Theres so many degrees of "poshness", its all relative. A lot of people who aren't remotely posh may try to look down on others for not fitting into their "set".
My family are relatively posh, though in a rural, landed gentry way, as in a lot of them didn't have to work for a living and lived in Georgian country houses. I grew up in one for part of the time so my childhood was spent teaching my pony to lead down an ancient set of polished stone steps around the back of the walled garden to his field and evading everyone who told me (rightly) that it was dangerous because they were so slippy (but it was much quicker). I was always slightly orange tinged in winter, before fake tan came along, because our water came out of the taps that colour when rainfall was high.
Anyway...I treat everyone the same and am disappointed when they are not. I don't consider myself posh and deliberately don't cultivate a posh accent, although when drunk or annoyed it can become very posh. My mother was the same and used to look down upon people who were either too "brash" (new money/can't stop talking about it) or just ill mannered. She had an inbuilt hatred of housing estates (even expensive new ones), monobloc driveways and men who drink regularly in pubs.
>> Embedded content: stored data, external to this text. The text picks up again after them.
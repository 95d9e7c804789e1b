use ratatui::layout::{Constraint, Direction, Layout, Rect};

const MENU_WIDTH: u16 = 24;

pub struct PageLayout {
    pub tab_bar: Rect,
    pub menu: Option<Rect>,
    pub content: Rect,
    pub status_bar: Rect,
}

/// Splits the page. In compact mode an open menu covers the whole body.
pub fn compute_layout(area: Rect, menu_open: bool, compact: bool) -> PageLayout {
    let main_chunks = Layout::default()
        .direction(Direction::Vertical)
        .constraints([
            Constraint::Length(1), // Tab bar
            Constraint::Min(3),    // Body
            Constraint::Length(1), // Status bar
        ])
        .split(area);

    let tab_bar = main_chunks[0];
    let body = main_chunks[1];
    let status_bar = main_chunks[2];

    let (menu, content) = match (menu_open, compact) {
        (false, _) => (None, body),
        (true, true) => (Some(body), Rect::default()),
        (true, false) => {
            let h_chunks = Layout::default()
                .direction(Direction::Horizontal)
                .spacing(1)
                .constraints([Constraint::Length(MENU_WIDTH), Constraint::Min(20)])
                .split(body);
            (Some(h_chunks[0]), h_chunks[1])
        }
    };

    PageLayout {
        tab_bar,
        menu,
        content,
        status_bar,
    }
}

#[cfg(test)]
mod tests {
    use super::*;

    #[test]
    fn test_closed_menu_gives_full_body() {
        let layout = compute_layout(Rect::new(0, 0, 100, 30), false, false);
        assert!(layout.menu.is_none());
        assert_eq!(layout.content, Rect::new(0, 1, 100, 28));
        assert_eq!(layout.status_bar, Rect::new(0, 29, 100, 1));
    }

    #[test]
    fn test_open_menu_side_by_side() {
        let layout = compute_layout(Rect::new(0, 0, 100, 30), true, false);
        assert_eq!(layout.menu.map(|m| m.width), Some(MENU_WIDTH));
        assert_eq!(layout.content.x, MENU_WIDTH + 1);
    }

    #[test]
    fn test_compact_menu_covers_body() {
        let layout = compute_layout(Rect::new(0, 0, 60, 30), true, true);
        assert_eq!(layout.menu, Some(Rect::new(0, 1, 60, 28)));
        assert_eq!(layout.content.area(), 0);
    }
}
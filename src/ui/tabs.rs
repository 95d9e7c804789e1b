//! Tab bar: the selectable elements plus the menu button, on the first row.

use crate::app::state::AppState;
use crate::ui::theme::Theme;
use ratatui::prelude::*;
use ratatui::widgets::Paragraph;
use viewstate::ClassList;

const GAP: u16 = 1;
const MENU_LABEL: &str = " [menu] ";

fn tab_label(index: usize, label: &str) -> String {
    format!(" {}:{} ", index + 1, label)
}

/// `(start column, width)` of each tab.
pub fn tab_spans(labels: &[&str]) -> Vec<(u16, u16)> {
    let mut column = 0u16;
    labels
        .iter()
        .enumerate()
        .map(|(i, label)| {
            let width = tab_label(i, label).len() as u16;
            let span = (column, width);
            column += width + GAP;
            span
        })
        .collect()
}

fn menu_button_start(labels: &[&str]) -> u16 {
    tab_spans(labels)
        .last()
        .map_or(0, |(start, width)| start + width + GAP * 2)
}

pub fn tab_at(labels: &[&str], column: u16, row: u16) -> Option<usize> {
    if row != 0 {
        return None;
    }
    tab_spans(labels)
        .iter()
        .position(|&(start, width)| column >= start && column < start + width)
}

pub fn menu_button_at(labels: &[&str], column: u16, row: u16) -> bool {
    let start = menu_button_start(labels);
    row == 0 && column >= start && column < start + MENU_LABEL.len() as u16
}

pub fn render(frame: &mut Frame, area: Rect, state: &AppState) {
    let active_class = state.active_binding.class();
    let mut parts: Vec<Span> = Vec::new();

    for (i, tab) in state.page.tabs.iter().enumerate() {
        let style = if tab.has_class(active_class) {
            Theme::tab_active()
        } else {
            Theme::tab_normal()
        };
        parts.push(Span::styled(tab_label(i, tab.id()), style));
        parts.push(Span::raw(" ".repeat(GAP as usize)));
    }

    parts.push(Span::raw(" ".repeat(GAP as usize)));
    let menu_style = if state.page.menu_button.has_class(&state.toggle_class) {
        Theme::menu_button_open()
    } else {
        Theme::menu_button()
    };
    parts.push(Span::styled(MENU_LABEL, menu_style));

    frame.render_widget(Paragraph::new(Line::from(parts)), area);
}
She also hated Edinburgh's New Town for some reason, and referred to the rears of the tenements as "looking like falling-down slums".
I know a lot of "posh" people. Some of the older aristocratic Scottish men at the top of the landed money pile are seriously unpleasant with little good to be said for them, especially those around East Lothian/the outskirts of Edinburgh. The ones from Perthshire always seem to be nice. A lot of Eton and Harrow educated men are very decent. The worst I find are these late forties plus women who have never worked but have somehow married into money and then wasted years building up their self image to something far more important than it actually is.
But my family are also very clever and well educated, and thats a whole other level of posh. I moved to the Borders for a while and I remember being out with a local hunt and being asked by one of the snooty wannabee posh girls there, as I was hinting that one of my horses was for sale, whether I was a horse dealer. "Good heavens, no" I said. "I'm a lawyer. What is it you do?"
As for men, I'm single and I can sniff out a whiff of what I can only describe as "roughness" all too easily. Its something to do with the ability to smirk, or rough skin, or a pointy nose, or something! Or just the general attitude. I was speaking to a man online dating the other day and it was all going well - his skin wasn't terribly rough and his feature were relatively symmetrically arranged - until we discussed hobbies. He told me his included "like going to the pub for a couple of pints, don't usually drink much in the house" and that was enough to put me off. I previously dated a man who was unemployed for a couple of years, so its not anything to do with money. Its much more intrinsic.
But in answer to your question OP, I'd say the real deciding feature is whether you have the confidence to stand up to anyone who is treating you wrongly and put them in their place politely yet icily. Or whether you have the confidence to be slightly eccentric and comfortable enough in your own skin to go your own way - this post is an example of that.